360$^\circ$ High-Resolution Depth Estimation via Uncertainty-aware Structural Knowledge Transfer

Abstract

Recently, omnidirectional images (ODIs) have become increasingly popular; however, their angular resolution tends to be lower than that of perspective images. This leads to degraded structural details such as edges, causing difficulty in learning 3D scene understanding tasks, especially monocular depth estimation. Existing methods typically leverage high-resolution (HR) ODI as the input, so as to recover the structural details via fully-supervised learning. However, the HR depth ground truth (GT) maps may be arduous or expensive to be collected due to resource-constrained devices in practice. Therefore, in this paper, we explore for the first time to estimate the HR omnidirectional depth directly from a low-resolution (LR) ODI, when no HR depth GT map is available. Our key idea is to transfer the scene structural knowledge from the readily available HR image modality and the corresponding LR depth maps to achieve the goal of HR depth estimation without extra inference cost. Specifically, we introduce ODI super-resolution (SR) as an auxiliary task and train both tasks collaboratively in a weakly supervised manner to boost the performance of HR depth estimation. The ODI SR task takes an LR ODI as the input to predict an HR image, enabling us to extract the scene structural knowledge via uncertainty estimation. Buttressed by this, a scene structural knowledge transfer (SSKT) module is proposed with two key components. First, we employ a cylindrical implicit interpolation function (CIIF) to learn cylindrical neural interpolation weights for feature up-sampling and share the parameters of CIIFs between the two tasks. Then, we propose a feature distillation (FD) loss that provides extra structural regularization to help the HR depth estimation task learn more scene structural knowledge. Extensive experiments demonstrate that our weakly-supervised method outperforms baseline methods, and even achieves comparable performance with the fully-supervised methods.

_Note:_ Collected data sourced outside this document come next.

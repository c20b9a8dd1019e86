use anyhow::Context;
use clap::{Parser, Subcommand};
use glam::Vec3;
use serde::Serialize;
use std::path::{Path, PathBuf};
use tracing_subscriber::EnvFilter;
use wobble_mesh::{Vertex, build_icosphere};
use wobble_shading::{
    SceneSettings, SurfaceStage, VertexStage, WobbleUniforms, color_mix, neighbour_shift_ok,
    surface_color, verify_passes,
};

#[derive(Parser)]
#[command(name = "wobble-cli", about = "Headless tools for the wobble sphere")]
struct Cli {
    /// Enable verbose logging
    #[arg(short, long)]
    verbose: bool,

    #[command(subcommand)]
    command: Commands,
}

#[derive(Subcommand)]
enum Commands {
    /// Print crate versions
    Info,
    /// Displace one point of the sphere
    Sample {
        #[arg(long, allow_hyphen_values = true)]
        x: f32,
        #[arg(long, allow_hyphen_values = true)]
        y: f32,
        #[arg(long, allow_hyphen_values = true)]
        z: f32,
        /// Seconds since start
        #[arg(long, default_value = "0")]
        time: f32,
        /// Sphere radius
        #[arg(long, default_value = "2.5")]
        radius: f32,
        /// YAML preset with wobble and color values
        #[arg(long)]
        preset: Option<PathBuf>,
        /// Print JSON instead of text
        #[arg(long)]
        json: bool,
    },
    /// Build the icosphere and report its size
    Mesh {
        #[arg(long, default_value = "2.5")]
        radius: f32,
        #[arg(long, default_value = "50")]
        detail: u32,
        #[arg(long)]
        json: bool,
    },
    /// Check that the surface and shadow-depth stages displace identically
    Verify {
        #[arg(long, default_value = "2.5")]
        radius: f32,
        #[arg(long, default_value = "50")]
        detail: u32,
        #[arg(long, default_value = "0")]
        time: f32,
        #[arg(long)]
        preset: Option<PathBuf>,
        /// Largest accepted position difference
        #[arg(long, default_value = "0")]
        tolerance: f32,
        #[arg(long)]
        json: bool,
    },
}

#[derive(Debug, Serialize)]
struct SampleReport {
    base: Vec3,
    position: Vec3,
    normal: Vec3,
    wobble: f32,
    normalized_wobble: f32,
    color_mix: f32,
    color: Vec3,
}

#[derive(Debug, Serialize)]
struct MeshReport {
    radius: f32,
    detail: u32,
    vertices: usize,
    indices: usize,
    triangles: usize,
    min_edge: Option<f32>,
    neighbour_shift_ok: bool,
}

fn load_settings(preset: Option<&Path>) -> anyhow::Result<SceneSettings> {
    match preset {
        Some(path) => SceneSettings::load_preset(path)
            .with_context(|| format!("loading preset {}", path.display())),
        None => Ok(SceneSettings::default()),
    }
}

fn sample(direction: Vec3, radius: f32, settings: &SceneSettings) -> SampleReport {
    let vertex = Vertex::on_sphere(direction, radius);
    let uniforms = settings.wobble;
    let out = SurfaceStage.vertex(&vertex, &uniforms);
    SampleReport {
        base: vertex.position,
        position: out.position,
        normal: out.normal,
        wobble: (out.position - vertex.position).dot(vertex.normal),
        normalized_wobble: out.wobble,
        color_mix: color_mix(out.wobble),
        color: surface_color(&settings.colors, out.wobble),
    }
}

fn mesh_report(radius: f32, detail: u32) -> MeshReport {
    let mesh = build_icosphere(radius, detail);
    let min_edge = mesh.min_edge_length();
    MeshReport {
        radius,
        detail,
        vertices: mesh.vertices.len(),
        indices: mesh.indices.len(),
        triangles: mesh.triangle_count(),
        min_edge,
        neighbour_shift_ok: min_edge.is_some_and(neighbour_shift_ok),
    }
}

fn main() -> anyhow::Result<()> {
    let cli = Cli::parse();

    let filter = if cli.verbose { "debug" } else { "info" };
    tracing_subscriber::fmt()
        .with_env_filter(EnvFilter::new(filter))
        .with_writer(std::io::stderr)
        .init();

    match cli.command {
        Commands::Info => {
            println!("wobble-cli v{}", env!("CARGO_PKG_VERSION"));
            println!("common: {}", wobble_common::crate_info());
            println!("noise: {}", wobble_noise::crate_info());
            println!("mesh: {}", wobble_mesh::crate_info());
            println!("shading: {}", wobble_shading::crate_info());
            println!("assets: {}", wobble_assets::crate_info());
            println!("render: {}", wobble_render_wgpu::crate_info());
        }
        Commands::Sample {
            x,
            y,
            z,
            time,
            radius,
            preset,
            json,
        } => {
            let mut settings = load_settings(preset.as_deref())?;
            settings.wobble = settings.wobble.at_time(time);
            let direction = Vec3::new(x, y, z);
            if direction.length_squared() == 0.0 {
                anyhow::bail!("sample direction must not be zero");
            }
            let report = sample(direction, radius, &settings);
            if json {
                println!("{}", serde_json::to_string_pretty(&report)?);
            } else {
                println!("base:     {:.5}", report.base);
                println!("position: {:.5}", report.position);
                println!("normal:   {:.5}", report.normal);
                println!(
                    "wobble:   {:.5} (normalized {:.5}, mix {:.5})",
                    report.wobble, report.normalized_wobble, report.color_mix
                );
            }
        }
        Commands::Mesh {
            radius,
            detail,
            json,
        } => {
            let report = mesh_report(radius, detail);
            if json {
                println!("{}", serde_json::to_string_pretty(&report)?);
            } else {
                println!(
                    "icosphere r={} detail={}: {} vertices, {} indices, {} triangles",
                    report.radius, report.detail, report.vertices, report.indices, report.triangles
                );
                match report.min_edge {
                    Some(edge) => println!(
                        "min edge {edge:.5}, neighbour step {}",
                        if report.neighbour_shift_ok { "OK" } else { "TOO LARGE" }
                    ),
                    None => println!("mesh is empty"),
                }
            }
        }
        Commands::Verify {
            radius,
            detail,
            time,
            preset,
            tolerance,
            json,
        } => {
            let settings = load_settings(preset.as_deref())?;
            let uniforms: WobbleUniforms = settings.wobble.at_time(time);
            let mesh = build_icosphere(radius, detail);
            let report = verify_passes(&mesh, &uniforms);
            if json {
                println!("{}", serde_json::to_string_pretty(&report)?);
            } else {
                println!(
                    "{} vertices, max position delta {:e}, wobble range {:.4}..{:.4}",
                    report.vertices, report.max_position_delta, report.min_wobble, report.max_wobble
                );
            }
            if !report.agrees(tolerance) {
                anyhow::bail!(
                    "surface and shadow-depth positions differ by {} (tolerance {tolerance})",
                    report.max_position_delta
                );
            }
            tracing::info!("passes agree");
        }
    }

    Ok(())
}

#[cfg(test)]
mod tests {
    use super::*;
    use clap::CommandFactory;

    #[test]
    fn cli_definition_is_valid() {
        Cli::command().debug_assert();
    }

    #[test]
    fn parses_negative_coordinates() {
        let cli = Cli::try_parse_from([
            "wobble-cli", "sample", "--x", "-1", "--y", "0.5", "--z", "-0.25", "--json",
        ])
        .unwrap();
        match cli.command {
            Commands::Sample { x, z, json, .. } => {
                assert_eq!(x, -1.0);
                assert_eq!(z, -0.25);
                assert!(json);
            }
            _ => panic!("expected sample"),
        }
    }

    #[test]
    fn sample_moves_along_normal() {
        let settings = SceneSettings::default();
        let report = sample(Vec3::new(0.3, 0.2, -0.9), 2.5, &settings);
        let normal = report.base.normalize();
        assert!((report.position - (report.base + normal * report.wobble)).length() < 1e-5);
        assert!((report.normalized_wobble - report.wobble / 0.3).abs() < 1e-4);
    }

    #[test]
    fn mesh_report_counts() {
        let report = mesh_report(2.5, 4);
        assert_eq!(report.triangles, 20 * 25);
        assert_eq!(report.indices, report.triangles * 3);
        assert!(report.neighbour_shift_ok);
    }
}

Results on the Stanford2D3D

Approach

The goal is to predict an HR omnidirectional depth map $D_{\mathrm{HR}}$ from an LR ODI $I_{\mathrm{LR}}$ as input, using only an LR depth map $D^{\mathrm{GT}}_{\mathrm{LR}}$ for supervision. As shown in Fig.~\ref{fig:framework}, our framework consists of an ODI SR task, a scene structural knowledge transfer (SSKT) module, and an HR depth estimation task. The ODI SR is employed as an auxiliary task and trained collaboratively with the HR depth estimation task. Specifically, we introduce uncertainty estimation to the ODI SR task for scene structural knowledge extraction. To transfer the extracted knowledge, the SSKT module is proposed with two components. The first is to share the parameters of the proposed cylindrical implicit interpolation function (CIIF) between the two tasks. The second is the feature distillation (FD) loss that provides extra structural regularization.